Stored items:
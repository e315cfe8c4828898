use proc_macro::TokenStream;
use quote::quote;
use syn;

pub fn impl_deser_macro(ast: &syn::DeriveInput) -> TokenStream {
    let name = ast.ident.clone();
    let is_tuple_struct = match ast.data {
        syn::Data::Struct(ref data) => matches!(data.fields, syn::Fields::Unnamed(_)),
        _ => false,
    };
    let statements: Vec<quote::__private::TokenStream> = match ast.data {
        syn::Data::Struct(ref data) => data
            .fields
            .iter()
            .zip(0..1_000_000)
            .map(|(field, index)| deserialize_field(field, index))
            .collect(),
        // Enums need context (a tag or the shape of the surrounding data) to
        // pick a variant, so their impls are written by hand.
        _ => unimplemented!(),
    };
    let expanded = if is_tuple_struct {
        quote! {
            impl ThunderboltDeserialize for #name {
                fn thunderbolt_deserialize<R: std::io::Read>(mut target: R) -> Result<Self, SerializationError>
                {
                    Ok(#name (
                        #(#statements)*
                    ))
                }
            }
        }
    } else {
        quote! {
            impl ThunderboltDeserialize for #name {
                fn thunderbolt_deserialize<R: std::io::Read>(mut target: R) -> Result<Self, SerializationError>
                {
                    Ok(#name {
                        #(#statements)*
                    })
                }
            }
        }
    };

    TokenStream::from(expanded)
}

fn deserialize_field(field: &syn::Field, _index: usize) -> quote::__private::TokenStream {
    let ty = field.ty.clone();
    match field.ident.clone() {
        Some(name) => {
            quote! { #name: <#ty as ThunderboltDeserialize>::thunderbolt_deserialize(&mut target)?, }
        }
        None => {
            quote! { <#ty as ThunderboltDeserialize>::thunderbolt_deserialize(&mut target)?, }
        }
    }
}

## Assigned task
When a line in the records contains the string "clone", it counts; state how many lines count, with no other words.

## Output
3